*** INPUT DATA ***

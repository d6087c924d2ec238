//! simple-metrics-exporter - version 0.1.0
//!
//! Samples host statistics in the background and serves them on `/metrics`.
//! This is the main entry point that wires the sampler and the HTTP server.

use tokio::{net::TcpListener, signal};
use tracing::{info, warn};

use simple_metrics_exporter::config::{resolve_config, validate_effective_config, Config};
use simple_metrics_exporter::sampler::Sampler;
use simple_metrics_exporter::server::{build_router, serve};
use simple_metrics_exporter::state::AppState;

/// Initializes tracing logging subsystem with configured log level.
fn setup_logging(config: &Config) -> Result<(), Box<dyn std::error::Error>> {
    let Some(level) = config.log_level.as_tracing_level() else {
        return Ok(());
    };

    let subscriber = tracing_subscriber::fmt()
        .with_max_level(level)
        .with_target(true)
        .with_thread_ids(false)
        .with_file(true)
        .with_line_number(true)
        .finish();

    tracing::subscriber::set_global_default(subscriber)?;

    info!("Logging initialized with level: {:?}", config.log_level);
    if let Some(raw) = &config.invalid_log_level {
        warn!("Unknown LOG_LEVEL {:?}, using info", raw);
    }
    Ok(())
}

/// Resolves on SIGINT or SIGTERM.
async fn shutdown_signal() {
    let ctrl_c = async {
        if let Err(e) = signal::ctrl_c().await {
            warn!("Failed to listen for Ctrl+C: {}", e);
            std::future::pending::<()>().await;
        }
    };

    #[cfg(unix)]
    let terminate = async {
        match signal::unix::signal(signal::unix::SignalKind::terminate()) {
            Ok(mut sig) => {
                sig.recv().await;
            }
            Err(e) => {
                warn!("Failed to install SIGTERM handler: {}", e);
                std::future::pending::<()>().await;
            }
        }
    };

    #[cfg(not(unix))]
    let terminate = std::future::pending::<()>();

    tokio::select! {
        _ = ctrl_c => {
            info!("Received SIGINT (Ctrl+C), shutting down gracefully...");
        }
        _ = terminate => {
            info!("Received SIGTERM, shutting down gracefully...");
        }
    }
}

/// Main application entry point.
#[tokio::main]
async fn main() -> Result<(), Box<dyn std::error::Error>> {
    let config = resolve_config();
    if let Err(e) = validate_effective_config(&config) {
        eprintln!("❌ Configuration invalid: {}", e);
        std::process::exit(1);
    }

    setup_logging(&config)?;

    info!("Starting simple-metrics-exporter");

    let state = AppState::shared()?;

    let sampler = Sampler::new(state.metrics.clone(), &config).spawn(config.sample_interval);

    let listener = TcpListener::bind(config.listen_addr()).await?;
    let app = build_router(state.clone());

    serve(listener, app, shutdown_signal()).await?;

    sampler.shutdown().await?;

    info!(
        "simple-metrics-exporter stopped gracefully after {:?}",
        state.start_time.elapsed()
    );
    Ok(())
}
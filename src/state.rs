//! Application state shared by the HTTP handlers and the sampler.
//!
//! One registry per process. It is created here and handed explicitly to the
//! sampler (through [`ExporterMetrics`]) and to the handlers.

use prometheus::Registry;
use std::sync::Arc;
use std::time::Instant;

use crate::metrics::ExporterMetrics;

/// Type alias for shared application state.
pub type SharedState = Arc<AppState>;

/// Process-wide state: the registry and the gauges registered in it.
pub struct AppState {
    pub registry: Registry,
    pub metrics: ExporterMetrics,
    /// Server start time for uptime reporting.
    pub start_time: Instant,
}

impl AppState {
    /// Creates the registry and registers every exported gauge.
    pub fn new() -> Result<Self, prometheus::Error> {
        let registry = Registry::new();
        let metrics = ExporterMetrics::new(&registry)?;
        Ok(Self {
            registry,
            metrics,
            start_time: Instant::now(),
        })
    }

    pub fn shared() -> Result<SharedState, prometheus::Error> {
        Self::new().map(Arc::new)
    }
}
//! HTTP endpoint handlers for the exporter.
//!
//! This module provides handlers for the two HTTP endpoints:
//! - `/`: Fixed informational text
//! - `/metrics`: Prometheus metrics endpoint

pub mod metrics;
pub mod root;

// Re-export handlers
pub use metrics::{metrics_handler, METRICS_CONTENT_TYPE};
pub use root::{root_handler, ROOT_TEXT};
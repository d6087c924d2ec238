//! Prometheus metrics definitions for simple-metrics-exporter.
//!
//! One synthetic gauge without labels plus six host/process gauges labeled by
//! `host` and `env`. All of them are created and registered once at startup.

use prometheus::{Gauge, GaugeVec, Opts, Registry};

use crate::labels::{HostLabels, LABEL_NAMES};

/// Collection of gauges written by the sampler and exposed on `/metrics`.
#[derive(Clone)]
pub struct ExporterMetrics {
    // ========== Synthetic ==========
    pub simple_dummy_metric: Gauge,

    // ========== CPU ==========
    pub system_cpu_usage_percent: GaugeVec, // labels: host, env
    pub system_cpu_free_percent: GaugeVec,  // labels: host, env

    // ========== Memory ==========
    pub system_memory_used_bytes: GaugeVec, // labels: host, env
    pub process_memory_rss_bytes: GaugeVec, // labels: host, env

    // ========== Disk / Load ==========
    pub system_disk_free_bytes: GaugeVec, // labels: host, env
    pub system_load_avg_1min: GaugeVec,   // labels: host, env
}

fn host_gauge(name: &str, help: &str) -> Result<GaugeVec, prometheus::Error> {
    GaugeVec::new(Opts::new(name, help), &LABEL_NAMES)
}

impl ExporterMetrics {
    /// Creates and registers all metrics with the registry.
    pub fn new(registry: &Registry) -> Result<Self, prometheus::Error> {
        let simple_dummy_metric = Gauge::new(
            "simple_dummy_metric",
            "Simple dummy metric for Dynatrace testing",
        )?;

        let system_cpu_usage_percent = host_gauge(
            "system_cpu_usage_percent",
            "System CPU usage percentage (0-100)",
        )?;
        let system_cpu_free_percent = host_gauge(
            "system_cpu_free_percent",
            "System CPU free percentage (0-100)",
        )?;
        let system_memory_used_bytes =
            host_gauge("system_memory_used_bytes", "System memory used in bytes")?;
        let process_memory_rss_bytes = host_gauge(
            "process_memory_rss_bytes",
            "Resident Set Size (RSS) memory used by this process in bytes",
        )?;
        let system_disk_free_bytes = host_gauge(
            "system_disk_free_bytes",
            "System disk free space in bytes (root)",
        )?;
        let system_load_avg_1min =
            host_gauge("system_load_avg_1min", "System load average (1 min)")?;

        registry.register(Box::new(simple_dummy_metric.clone()))?;
        registry.register(Box::new(system_cpu_usage_percent.clone()))?;
        registry.register(Box::new(system_cpu_free_percent.clone()))?;
        registry.register(Box::new(system_memory_used_bytes.clone()))?;
        registry.register(Box::new(process_memory_rss_bytes.clone()))?;
        registry.register(Box::new(system_disk_free_bytes.clone()))?;
        registry.register(Box::new(system_load_avg_1min.clone()))?;

        Ok(Self {
            simple_dummy_metric,
            system_cpu_usage_percent,
            system_cpu_free_percent,
            system_memory_used_bytes,
            process_memory_rss_bytes,
            system_disk_free_bytes,
            system_load_avg_1min,
        })
    }

    /// Sets one labeled gauge for the given label values.
    pub fn set_labeled(gauge: &GaugeVec, labels: &HostLabels, value: f64) {
        gauge.with_label_values(&labels.values()).set(value);
    }
}
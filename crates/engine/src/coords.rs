//! Mapping between linear cell indices and (row, col) coordinates.
//!
//! Row 0 is the top of the board (Dark's home row). Square names use files
//! `a..h` for columns 0..7 and ranks `8..1` for rows 0..7.

use crate::constants::BOARD_SIZE;
use crate::error::NotationError;

pub const fn index_of(row: usize, col: usize) -> usize {
    row * BOARD_SIZE + col
}

pub const fn row_col_of(index: usize) -> (usize, usize) {
    (index / BOARD_SIZE, index % BOARD_SIZE)
}

/// Only dark cells, where `row + col` is odd, ever hold pieces.
pub const fn is_playable_cell(row: usize, col: usize) -> bool {
    (row + col) % 2 == 1
}

/// Steps `(dr, dc)` away from `index`, or `None` if that leaves the board.
pub fn offset(index: usize, dr: isize, dc: isize) -> Option<usize> {
    let (row, col) = row_col_of(index);
    let row = row.checked_add_signed(dr).filter(|&r| r < BOARD_SIZE)?;
    let col = col.checked_add_signed(dc).filter(|&c| c < BOARD_SIZE)?;
    Some(index_of(row, col))
}

/// Gets algebraic notation from a square index.
pub fn square_name(index: usize) -> String {
    let (row, col) = row_col_of(index);
    format!("{}{}", (b'a' + col as u8) as char, BOARD_SIZE - row)
}

/// Parses a square name such as `c3` into a playable index.
pub fn parse_square(text: &str) -> Result<usize, NotationError> {
    let bad = || NotationError::BadSquare(text.to_string());
    let mut chars = text.trim().chars();
    let file = chars.next().ok_or_else(bad)?;
    let rank = chars.next().and_then(|c| c.to_digit(10)).ok_or_else(bad)? as usize;
    if chars.next().is_some() || !('a'..='h').contains(&file) || !(1..=BOARD_SIZE).contains(&rank) {
        return Err(bad());
    }

    let row = BOARD_SIZE - rank;
    let col = (file as u8 - b'a') as usize;
    if !is_playable_cell(row, col) {
        return Err(NotationError::UnplayableSquare(text.trim().to_string()));
    }
    Ok(index_of(row, col))
}

#[cfg(test)]
mod tests {
    use super::*;
    use crate::constants::SQUARE_COUNT;

    #[test]
    fn test_index_round_trip() {
        for index in 0..SQUARE_COUNT {
            let (row, col) = row_col_of(index);
            assert_eq!(index_of(row, col), index);
        }
        assert_eq!(index_of(2, 3), 19);
        assert_eq!(row_col_of(63), (7, 7));
    }

    #[test]
    fn test_playable_cells() {
        assert!(is_playable_cell(0, 1));
        assert!(!is_playable_cell(0, 0));
        assert!(is_playable_cell(7, 0));
        let playable = (0..SQUARE_COUNT)
            .filter(|&i| {
                let (r, c) = row_col_of(i);
                is_playable_cell(r, c)
            })
            .count();
        assert_eq!(playable, 32);
    }

    #[test]
    fn test_offset_stays_on_board() {
        assert_eq!(offset(index_of(0, 1), -1, 1), None);
        assert_eq!(offset(index_of(0, 1), 1, -1), Some(index_of(1, 0)));
        assert_eq!(offset(index_of(7, 6), 1, 1), None);
        assert_eq!(offset(index_of(3, 7), -1, 1), None);
    }

    #[test]
    fn test_square_names() {
        assert_eq!(square_name(index_of(7, 0)), "a1");
        assert_eq!(square_name(index_of(0, 7)), "h8");
        assert_eq!(parse_square("a1"), Ok(index_of(7, 0)));
        assert_eq!(parse_square("c3"), Ok(index_of(5, 2)));
        assert!(matches!(parse_square("a2"), Err(NotationError::UnplayableSquare(_))));
        assert!(matches!(parse_square("i1"), Err(NotationError::BadSquare(_))));
        assert!(matches!(parse_square("a9"), Err(NotationError::BadSquare(_))));
        assert!(matches!(parse_square("c33"), Err(NotationError::BadSquare(_))));
        assert!(matches!(parse_square(""), Err(NotationError::BadSquare(_))));
    }
}
use anyhow::Context;
use std::fs::OpenOptions;
use std::path::Path;
use std::sync::Mutex;
use tracing::info;
use tracing_subscriber::EnvFilter;

pub mod config;
pub mod tui;

use config::{Config, CONFIG_FILE};

fn main() -> anyhow::Result<()> {
    let path = Path::new(CONFIG_FILE);
    let config = Config::load_or_default(path).context("loading configuration")?;

    // stderr shares the terminal with the board, so logs go to a file.
    let log_file = OpenOptions::new()
        .create(true)
        .append(true)
        .open(&config.log.file)
        .with_context(|| format!("opening log file {}", config.log.file.display()))?;
    tracing_subscriber::fmt()
        .with_env_filter(EnvFilter::try_from_default_env().unwrap_or_else(|_| EnvFilter::new(&config.log.filter)))
        .with_writer(Mutex::new(log_file))
        .with_ansi(false)
        .init();
    if !path.exists() {
        info!("config file {} not found, using defaults", CONFIG_FILE);
    }

    tui::run(&config).context("terminal UI failed")?;
    Ok(())
}
//! Square sets backed by a 64-bit bitboard.

use crate::constants::SQUARE_COUNT;
use crate::coords::square_name;
use std::fmt;

// One bit per cell; an 8x8 board fits exactly.
pub type Bitboard = u64;

// --- Pre-computed Masks ---
pub const SQUARE_MASKS: [Bitboard; SQUARE_COUNT] = {
    let mut masks = [0; SQUARE_COUNT];
    let mut i = 0;
    while i < SQUARE_COUNT {
        masks[i] = 1 << i;
        i += 1;
    }
    masks
};

/// An unordered set of board indices.
#[derive(Debug, Clone, Copy, PartialEq, Eq, Hash, Default)]
pub struct SquareSet(Bitboard);

impl SquareSet {
    pub const EMPTY: SquareSet = SquareSet(0);

    pub fn new() -> Self {
        Self::EMPTY
    }

    pub fn insert(&mut self, index: usize) {
        self.0 |= SQUARE_MASKS[index];
    }

    pub fn contains(self, index: usize) -> bool {
        index < SQUARE_COUNT && self.0 & SQUARE_MASKS[index] != 0
    }

    pub fn len(self) -> usize {
        self.0.count_ones() as usize
    }

    pub fn is_empty(self) -> bool {
        self.0 == 0
    }

    /// Iterates the members in ascending index order.
    pub fn iter(self) -> SquareIter {
        SquareIter(self.0)
    }
}

pub struct SquareIter(Bitboard);

impl Iterator for SquareIter {
    type Item = usize;

    fn next(&mut self) -> Option<usize> {
        if self.0 == 0 {
            return None;
        }
        let index = self.0.trailing_zeros() as usize;
        self.0 &= self.0 - 1;
        Some(index)
    }

    fn size_hint(&self) -> (usize, Option<usize>) {
        let n = self.0.count_ones() as usize;
        (n, Some(n))
    }
}

impl ExactSizeIterator for SquareIter {}

impl IntoIterator for SquareSet {
    type Item = usize;
    type IntoIter = SquareIter;

    fn into_iter(self) -> SquareIter {
        self.iter()
    }
}

impl FromIterator<usize> for SquareSet {
    fn from_iter<I: IntoIterator<Item = usize>>(iter: I) -> Self {
        let mut set = SquareSet::new();
        for index in iter {
            set.insert(index);
        }
        set
    }
}

/// Space separated square names, e.g. `b4 d4`.
impl fmt::Display for SquareSet {
    fn fmt(&self, f: &mut fmt::Formatter) -> fmt::Result {
        let names: Vec<String> = self.iter().map(square_name).collect();
        write!(f, "{}", names.join(" "))
    }
}
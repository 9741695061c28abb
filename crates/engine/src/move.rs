//! Defines the representation of a move in the engine.

use crate::coords::square_name;

/// Represents a single executed move.
///
/// A move is encoded as a 16-bit integer:
/// - Bits 0-5:   origin (0-63)
/// - Bits 6-11:  destination (0-63)
/// - Bit 12:     a piece was captured
/// - Bit 13:     the mover was promoted
#[derive(Debug, Clone, Copy, PartialEq, Eq, Hash)]
pub struct Move(u16);

const CAPTURE_FLAG: u16 = 1 << 12;
const PROMOTION_FLAG: u16 = 1 << 13;

impl Move {
    /// Creates a new move.
    pub fn new(origin: usize, destination: usize, is_capture: bool, is_promotion: bool) -> Self {
        let mut move_val = (origin as u16 & 0x3F) | ((destination as u16 & 0x3F) << 6);
        if is_capture {
            move_val |= CAPTURE_FLAG;
        }
        if is_promotion {
            move_val |= PROMOTION_FLAG;
        }
        Move(move_val)
    }

    /// Gets the origin square.
    pub fn origin(&self) -> usize {
        (self.0 & 0x3F) as usize
    }

    /// Gets the destination square.
    pub fn destination(&self) -> usize {
        ((self.0 >> 6) & 0x3F) as usize
    }

    /// Checks if the move removed an opposing piece.
    pub fn is_capture(&self) -> bool {
        self.0 & CAPTURE_FLAG != 0
    }

    pub fn is_promotion(&self) -> bool {
        self.0 & PROMOTION_FLAG != 0
    }

    /// `c3-d4` for a slide, `c3xe5` for a capture.
    pub fn to_notation(&self) -> String {
        let separator = if self.is_capture() { 'x' } else { '-' };
        format!("{}{}{}", square_name(self.origin()), separator, square_name(self.destination()))
    }
}
//! Constants and piece identity for the draughts engine.

pub const BOARD_SIZE: usize = 8;
pub const SQUARE_COUNT: usize = BOARD_SIZE * BOARD_SIZE;

/// Rows filled with men on each side at the start of a game.
pub const SETUP_ROWS: usize = 3;

#[derive(Debug, Clone, Copy, PartialEq, Eq, Hash)]
pub enum Color {
    Dark,
    Light,
}

#[derive(Debug, Clone, Copy, PartialEq, Eq, Hash)]
pub enum Rank {
    Man,
    King,
}

#[derive(Debug, Clone, Copy, PartialEq, Eq, Hash)]
pub struct Piece {
    pub color: Color,
    pub rank: Rank,
}

/// The content of a single board position.
#[derive(Debug, Clone, Copy, PartialEq, Eq, Hash, Default)]
pub enum Cell {
    #[default]
    Empty,
    Occupied(Piece),
}

impl Color {
    /// Get the opponent of this color.
    pub fn opponent(self) -> Color {
        match self {
            Color::Dark => Color::Light,
            Color::Light => Color::Dark,
        }
    }

    /// Row step a man of this color moves in.
    /// Dark starts on row 0 and moves down the board, Light the other way.
    pub fn forward(self) -> isize {
        match self {
            Color::Dark => 1,
            Color::Light => -1,
        }
    }

    /// The row on which a man of this color is promoted.
    pub fn promotion_row(self) -> usize {
        match self {
            Color::Dark => BOARD_SIZE - 1,
            Color::Light => 0,
        }
    }

    pub fn name(self) -> &'static str {
        match self {
            Color::Dark => "dark",
            Color::Light => "light",
        }
    }

    /// Side-to-move character used in position notation.
    pub fn to_char(self) -> char {
        match self {
            Color::Dark => 'd',
            Color::Light => 'l',
        }
    }

    pub fn from_char(c: char) -> Option<Color> {
        match c {
            'd' => Some(Color::Dark),
            'l' => Some(Color::Light),
            _ => None,
        }
    }
}

impl Piece {
    pub const DARK_MAN: Piece = Piece::new(Color::Dark, Rank::Man);
    pub const DARK_KING: Piece = Piece::new(Color::Dark, Rank::King);
    pub const LIGHT_MAN: Piece = Piece::new(Color::Light, Rank::Man);
    pub const LIGHT_KING: Piece = Piece::new(Color::Light, Rank::King);

    pub const fn new(color: Color, rank: Rank) -> Self {
        Self { color, rank }
    }

    /// Returns the piece as it stands after landing on `row`.
    /// Men reaching their promotion row become kings; kings are unchanged.
    pub fn promoted_at(self, row: usize) -> Piece {
        if self.rank == Rank::Man && row == self.color.promotion_row() {
            Piece::new(self.color, Rank::King)
        } else {
            self
        }
    }
}

impl Cell {
    pub fn piece(self) -> Option<Piece> {
        match self {
            Cell::Empty => None,
            Cell::Occupied(piece) => Some(piece),
        }
    }

    pub fn is_empty(self) -> bool {
        self == Cell::Empty
    }

    /// True if the cell holds a man or king of `color`.
    pub fn belongs_to(self, color: Color) -> bool {
        matches!(self, Cell::Occupied(piece) if piece.color == color)
    }
}

impl From<Piece> for Cell {
    fn from(piece: Piece) -> Self {
        Cell::Occupied(piece)
    }
}

// Notation and display conversions
impl Cell {
    pub fn to_char(self) -> char {
        match self.piece().map(|p| (p.color, p.rank)) {
            None => '.',
            Some((Color::Dark, Rank::Man)) => 'd',
            Some((Color::Dark, Rank::King)) => 'D',
            Some((Color::Light, Rank::Man)) => 'l',
            Some((Color::Light, Rank::King)) => 'L',
        }
    }

    pub fn from_char(c: char) -> Option<Cell> {
        match c {
            '.' => Some(Cell::Empty),
            'd' => Some(Piece::DARK_MAN.into()),
            'D' => Some(Piece::DARK_KING.into()),
            'l' => Some(Piece::LIGHT_MAN.into()),
            'L' => Some(Piece::LIGHT_KING.into()),
            _ => None,
        }
    }

    /// Symbol used when drawing the board for a person.
    pub fn glyph(self) -> char {
        match self.piece().map(|p| (p.color, p.rank)) {
            None => ' ',
            Some((Color::Dark, Rank::Man)) => '●',
            Some((Color::Light, Rank::Man)) => '○',
            Some((Color::Dark, Rank::King)) => '♚',
            Some((Color::Light, Rank::King)) => '♔',
        }
    }
}
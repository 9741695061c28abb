//! Error types for parsing squares and board notation.
//!
//! Rules operations never fail; illegal input is absorbed as a no-op by the
//! state machine. Only text coming in from outside the engine can be malformed.

/// Errors that can occur when reading square names or board notation.
#[derive(Debug, Clone, PartialEq, Eq, thiserror::Error)]
pub enum NotationError {
    #[error("malformed square name: {0:?}")]
    BadSquare(String),

    #[error("square {0} is not a playable (dark) square")]
    UnplayableSquare(String),

    #[error("expected {expected} rows, found {found}")]
    RowCount { expected: usize, found: usize },

    #[error("row {row} describes {width} cells")]
    RowWidth { row: usize, width: usize },

    #[error("unknown piece character {0:?}")]
    UnknownPiece(char),

    #[error("piece on non-playable cell at row {row}, col {col}")]
    PieceOnLightCell { row: usize, col: usize },

    #[error("unknown side to move {0:?}")]
    BadSide(String),

    #[error("unrecognised position: {0:?}")]
    BadPosition(String),
}

#[cfg(test)]
mod tests {
    use super::*;

    #[test]
    fn test_notation_error_display() {
        let err = NotationError::RowWidth { row: 3, width: 9 };
        assert_eq!(err.to_string(), "row 3 describes 9 cells");

        let err = NotationError::BadSquare("z9".to_string());
        assert_eq!(err.to_string(), "malformed square name: \"z9\"");
    }
}
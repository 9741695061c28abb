//! The board representation for the draughts engine.

use crate::bitboard::SquareSet;
use crate::constants::{BOARD_SIZE, Cell, Color, Piece, Rank, SETUP_ROWS, SQUARE_COUNT};
use crate::coords::{index_of, is_playable_cell};
use crate::error::NotationError;
use std::fmt;

/// A full position: one cell per board index, `index = row * 8 + col`.
///
/// Boards are plain values. Every move produces a new `Board`, the old one is
/// never touched.
#[derive(Debug, Clone, Copy, PartialEq, Eq, Hash)]
pub struct Board {
    cells: [Cell; SQUARE_COUNT],
}

impl Board {
    pub fn empty() -> Self {
        Self {
            cells: [Cell::Empty; SQUARE_COUNT],
        }
    }

    /// Standard setup: Dark men on the dark cells of the top three rows,
    /// Light men on the dark cells of the bottom three rows.
    pub fn initial() -> Self {
        let mut board = Board::empty();
        for row in 0..BOARD_SIZE {
            let color = if row < SETUP_ROWS {
                Color::Dark
            } else if row >= BOARD_SIZE - SETUP_ROWS {
                Color::Light
            } else {
                continue;
            };
            for col in 0..BOARD_SIZE {
                if is_playable_cell(row, col) {
                    board.cells[index_of(row, col)] = Cell::Occupied(Piece::new(color, Rank::Man));
                }
            }
        }
        board
    }

    #[inline]
    pub fn cell(&self, index: usize) -> Cell {
        self.cells[index]
    }

    /// Returns a copy of the board with `index` set to `cell`.
    pub fn with_cell(&self, index: usize, cell: impl Into<Cell>) -> Board {
        let mut next = *self;
        next.cells[index] = cell.into();
        next
    }

    pub(crate) fn set(&mut self, index: usize, cell: Cell) {
        self.cells[index] = cell;
    }

    pub fn cells(&self) -> &[Cell; SQUARE_COUNT] {
        &self.cells
    }

    /// Indices of every man and king of `color`.
    pub fn pieces_of(&self, color: Color) -> SquareSet {
        (0..SQUARE_COUNT).filter(|&i| self.cells[i].belongs_to(color)).collect()
    }

    pub fn count(&self, color: Color) -> usize {
        self.cells.iter().filter(|cell| cell.belongs_to(color)).count()
    }

    pub fn piece_count(&self) -> usize {
        self.cells.iter().filter(|cell| !cell.is_empty()).count()
    }

    /// Reads the row layout produced by [`Board::to_notation`].
    ///
    /// Rows run top (row 0) to bottom separated by `/`. Digits stand for runs
    /// of empty cells, `d`/`D` are Dark men/kings and `l`/`L` Light ones.
    pub fn from_notation(text: &str) -> Result<Board, NotationError> {
        let rows: Vec<&str> = text.trim().split('/').collect();
        if rows.len() != BOARD_SIZE {
            return Err(NotationError::RowCount {
                expected: BOARD_SIZE,
                found: rows.len(),
            });
        }

        let mut board = Board::empty();
        for (row, layout) in rows.iter().enumerate() {
            let mut col = 0;
            for ch in layout.chars() {
                if let Some(run) = ch.to_digit(10) {
                    col += run as usize;
                    continue;
                }
                let cell = Cell::from_char(ch).ok_or(NotationError::UnknownPiece(ch))?;
                if col >= BOARD_SIZE {
                    return Err(NotationError::RowWidth { row, width: col + 1 });
                }
                if !cell.is_empty() && !is_playable_cell(row, col) {
                    return Err(NotationError::PieceOnLightCell { row, col });
                }
                board.cells[index_of(row, col)] = cell;
                col += 1;
            }
            if col != BOARD_SIZE {
                return Err(NotationError::RowWidth { row, width: col });
            }
        }
        Ok(board)
    }

    pub fn to_notation(&self) -> String {
        let mut out = String::with_capacity(72);
        for row in 0..BOARD_SIZE {
            let mut empty_count = 0;
            for col in 0..BOARD_SIZE {
                let cell = self.cells[index_of(row, col)];
                if cell.is_empty() {
                    empty_count += 1;
                } else {
                    if empty_count > 0 {
                        out.push_str(&empty_count.to_string());
                        empty_count = 0;
                    }
                    out.push(cell.to_char());
                }
            }
            if empty_count > 0 {
                out.push_str(&empty_count.to_string());
            }
            if row < BOARD_SIZE - 1 {
                out.push('/');
            }
        }
        out
    }
}

impl Default for Board {
    fn default() -> Self {
        Board::initial()
    }
}

impl fmt::Display for Board {
    fn fmt(&self, f: &mut fmt::Formatter) -> fmt::Result {
        writeln!(f, "  +-----------------+")?;
        for row in 0..BOARD_SIZE {
            write!(f, "{} | ", BOARD_SIZE - row)?;
            for col in 0..BOARD_SIZE {
                let cell = self.cells[index_of(row, col)];
                let symbol = if cell.is_empty() && is_playable_cell(row, col) { '.' } else { cell.glyph() };
                write!(f, "{} ", symbol)?;
            }
            writeln!(f, "|")?;
        }
        writeln!(f, "  +-----------------+")?;
        writeln!(f, "    a b c d e f g h")
    }
}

*** End of INPUT DATA ***

YOUR INSTRUCTIONS: The expected answer is a copy of every line in the entries that holds the word "found".

TASK RESULT:
        info!("config file {} not found, using defaults", CONFIG_FILE);
    #[error("expected {expected} rows, found {found}")]
    RowCount { expected: usize, found: usize },
                found: rows.len(),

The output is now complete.